Bild: DPA / Paul Zinken

In der Nacht hat sich das Feuer bei Treuenbrietzen erneut auf neue Waldgebiete ausgebreitet, das Feuer breitete sich immer wieder über 100 Hektar aus. Die Feuerwehr versucht zu verhindern, dass sie hinter die gesperrte Bundesstraße 102 gelangen.

Am dritten Tag beginnen die Waldbrandbekämpfungsarbeiten in Treuenbrietzen (Potsdam-Mittelmark). Evakuierungen sind derzeit nicht erforderlich. Das teilte das Lagezentrum der Polizei am Sonntagmorgen im rbb mit. Diese Entscheidung wurde wegen nachlassender Winde über Nacht getroffen, sagte er.

Für das Gebiet wurde am Samstagabend Katastrophenalarm ausgegeben. Der Landkreis hatte mitgeteilt, dass aufgrund der Rauchentwicklung die Evakuierung des Ortsteils Tiefenbrunnen von Treuenbrietzen vorbereitet werde.

Nachts rund 400 Einsatzkräfte vor Ort

Allerdings breitete sich das vom Waldbrand betroffene Gebiet in der Nacht zum Sonntag aus. „Ein Hubschrauber hat das Gebiet vermessen. Jetzt sind etwa 100 bis 110 Hektar betroffen. Das Feuer hat sich nach Osten/Südosten ausgebreitet“, sagte ein Feuerwehrsprecher am Morgen. Allerdings hat die Intensität der Flammen abgenommen.
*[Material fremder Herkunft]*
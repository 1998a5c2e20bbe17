/// Relational primary keys (references, students, advisors, users) are PostgreSQL BIGSERIAL.
pub type DbId = i64;

/// Opaque identifier assigned by the document store.
pub type DocumentId = uuid::Uuid;

/// All timestamps are UTC.
pub type Timestamp = chrono::DateTime<chrono::Utc>;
Die Bundesstraße 102 markiert daher eine von der Feuerwehr verteidigte Grenzlinie. Das Feuer konnte sich nicht über die gesperrte Straße hinaus ausbreiten. Die Einsatzkräfte sind besorgt über die Wettervorhersage für Sonntagnachmittag. „Es kann zu Böen und Windböen kommen“, sagte der Sprecher.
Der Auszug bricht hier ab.